No Oriente Médio, o grupo se sente bastante à vontade e já conta com conquistas territoriais significativas na Síria e no Iraque. Nesta sexta-feira, também assassinou 146 pessoas na cidade de Kobane, na fronteira entre Síria e Turquia. Seus inimigos são sempre os não-sunitas. Na prática, os muçulmanos são as principais vítimas. A ideia é reforçar a identidade do EI como uma espécie de protetorado dos sunitas – mesmo que a população muçulmana sunita jamais tenha feito tal pedido. A lógica é dividir para conquistar. E daí a intenção, cada vez mais evidente, de reforçar a guerra étnica entre os próprios muçulmanos.
No Kuwait, país de maioria sunita mas com importante minoria xiita, os terroristas mataram 27 pessoas num atentado a uma mesquita xiita (foto). É o primeiro ataque do grupo a um Estado do Golfo Pérsico. Isso é particularmente importante, na medida em que a disputa regional do Oriente Médio passa pela aliança entre as monarquias do Golfo que se contrapõem ao eixo xiita liderado pelo Irã. Em comum a todos, o temor ao EI e a seu objetivo de acabar com as fronteiras nacionais em nome do projeto de restauração do Califado. No Kuwait, especificamente, não há registros significativos de hostilidades entre xiitas e sunitas. Está claro que o EI procura mudar esta situação, evidenciando a estratégia regional do grupo: a guerra sectária.
Na Europa, a estratégia é diferente. O EI se aproveita do ciclo político local. A cada recrudescimento da extrema-direita europeia, a cada tentativa de tornar os muçulmanos comuns reféns das consequências de atos da bárbarie do fundamentalismo, o EI comemora.
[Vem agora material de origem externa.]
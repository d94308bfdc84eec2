//! Persistence gateway trait contracts.
//!
//! The service layer depends on these traits rather than on the concrete
//! Postgres repositories, so that business logic can be exercised against
//! test doubles. Implementations wrap every storage error into
//! [`reportdesk_core::AppError`] at this boundary; `create` fails when the
//! entity fails local validation or the write affects zero rows, and
//! `update` additionally fails when the id is not positive.
//!
//! All listing operations return rows ordered by creation time, most
//! recent first. Ties are broken by storage-native insertion order.

use async_trait::async_trait;

use reportdesk_core::AppResult;
use reportdesk_entity::announcement::{Announcement, NewAnnouncement};
use reportdesk_entity::notification::{NewNotification, Notification, NotificationKind};
use reportdesk_entity::report::{NewReport, Report, ReportStatus};
use reportdesk_entity::user::{CreateUser, User, UserRole};

/// Gateway for user rows.
#[async_trait]
pub trait UserStore: Send + Sync {
    /// Create a new user and return it with its generated id.
    async fn create(&self, user: &CreateUser) -> AppResult<User>;

    /// Find a user by primary key.
    async fn find_by_id(&self, id: i64) -> AppResult<Option<User>>;

    /// Find a user by exact username.
    async fn find_by_username(&self, username: &str) -> AppResult<Option<User>>;

    /// Find a user by exact email.
    async fn find_by_email(&self, email: &str) -> AppResult<Option<User>>;

    /// Find a user by username and plaintext password.
    ///
    /// Plaintext comparison, a known weakness kept for compatibility with
    /// existing account data.
    async fn authenticate(&self, username: &str, password: &str) -> AppResult<Option<User>>;

    /// List all users, newest first.
    async fn find_all(&self) -> AppResult<Vec<User>>;

    /// List users with the given role, newest first.
    async fn find_by_role(&self, role: UserRole) -> AppResult<Vec<User>>;

    /// Update an existing user.
    async fn update(&self, user: &User) -> AppResult<User>;

    /// Replace a user's password. Returns `true` if a row changed.
    async fn update_password(&self, user_id: i64, new_password: &str) -> AppResult<bool>;

    /// Delete a user. Returns `true` if a row was removed.
    async fn delete(&self, id: i64) -> AppResult<bool>;

    /// Count all users.
    async fn count(&self) -> AppResult<i64>;
}

/// Gateway for report rows.
#[async_trait]
pub trait ReportStore: Send + Sync {
    /// Create a new report with status forced to Pending.
    async fn create(&self, report: &NewReport) -> AppResult<Report>;

    /// Find a report by primary key.
    async fn find_by_id(&self, id: i64) -> AppResult<Option<Report>>;

    /// List all reports, newest first.
    async fn find_all(&self) -> AppResult<Vec<Report>>;

    /// List a resident's reports, newest first.
    async fn find_by_resident(&self, resident_id: i64) -> AppResult<Vec<Report>>;

    /// List reports with the given status, newest first.
    async fn find_by_status(&self, status: ReportStatus) -> AppResult<Vec<Report>>;

    /// Update an existing report.
    async fn update(&self, report: &Report) -> AppResult<Report>;

    /// Set a report's status. Returns `true` if a row changed.
    async fn update_status(&self, report_id: i64, status: ReportStatus) -> AppResult<bool>;

    /// Delete a report. Returns `true` if a row was removed.
    async fn delete(&self, id: i64) -> AppResult<bool>;

    /// Count reports with the given status.
    async fn count_by_status(&self, status: ReportStatus) -> AppResult<i64>;
}

/// Gateway for announcement rows.
#[async_trait]
pub trait AnnouncementStore: Send + Sync {
    /// Create a new announcement and return it with its generated id.
    async fn create(&self, announcement: &NewAnnouncement) -> AppResult<Announcement>;

    /// Find an announcement by primary key.
    async fn find_by_id(&self, id: i64) -> AppResult<Option<Announcement>>;

    /// List all announcements, newest first.
    async fn find_all(&self) -> AppResult<Vec<Announcement>>;

    /// List the most recent announcements.
    async fn find_recent(&self, limit: i64) -> AppResult<Vec<Announcement>>;

    /// List an admin's announcements, newest first.
    async fn find_by_admin(&self, admin_id: i64) -> AppResult<Vec<Announcement>>;

    /// Update an existing announcement.
    async fn update(&self, announcement: &Announcement) -> AppResult<Announcement>;

    /// Delete an announcement. Returns `true` if a row was removed.
    async fn delete(&self, id: i64) -> AppResult<bool>;

    /// Count all announcements.
    async fn count(&self) -> AppResult<i64>;
}

/// Gateway for notification rows.
#[async_trait]
pub trait NotificationStore: Send + Sync {
    /// Create a new notification and return it with its generated id.
    async fn create(&self, notification: &NewNotification) -> AppResult<Notification>;

    /// Find a notification by primary key.
    async fn find_by_id(&self, id: i64) -> AppResult<Option<Notification>>;

    /// List a user's notifications, newest first.
    async fn find_by_user(&self, user_id: i64) -> AppResult<Vec<Notification>>;

    /// List a user's unread notifications, newest first.
    async fn find_unread_by_user(&self, user_id: i64) -> AppResult<Vec<Notification>>;

    /// List all notifications, newest first.
    async fn find_all(&self) -> AppResult<Vec<Notification>>;

    /// Mark a notification as read. Idempotent: marking an already-read
    /// notification succeeds again. Returns `true` while the row exists.
    async fn mark_read(&self, notification_id: i64) -> AppResult<bool>;

    /// Mark all of a user's unread notifications as read. Returns `true`
    /// iff at least one row changed; `false` means there was nothing to do.
    async fn mark_all_read_for_user(&self, user_id: i64) -> AppResult<bool>;

    /// Count a user's unread notifications.
    async fn unread_count(&self, user_id: i64) -> AppResult<i64>;

    /// Create one notification per existing user in a single batched
    /// insert.
    async fn create_for_all_users(
        &self,
        title: &str,
        message: &str,
        kind: NotificationKind,
        related_id: Option<i64>,
    ) -> AppResult<u64>;

    /// Delete a notification. Returns `true` if a row was removed.
    async fn delete(&self, id: i64) -> AppResult<bool>;
}
//! Announcement service.

pub mod service;

pub use service::AnnouncementService;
O abismo é a única maneira de existência, não há qualquer possibilidade de um caminho comum entre as culturas. E aí os atentados desempenham papel fundamental neste projeto, já que alimentam o discurso político dos partidos mais radicais e enfraquecem os moderados. É na Europa também que o EI pretende encontrar adeptos. E quanto mais marginalização, mais ressentimento, mais exclusão da sociedade, melhor. Esses elementos estão na base de muitos dos europeus que buscam adesão ao EI e no isolamento dos muçulmanos que vivem nos países europeus.
Não se pode examinar os acontecimentos desta sexta-feira trágica sem levar em consideração todos esses fatores.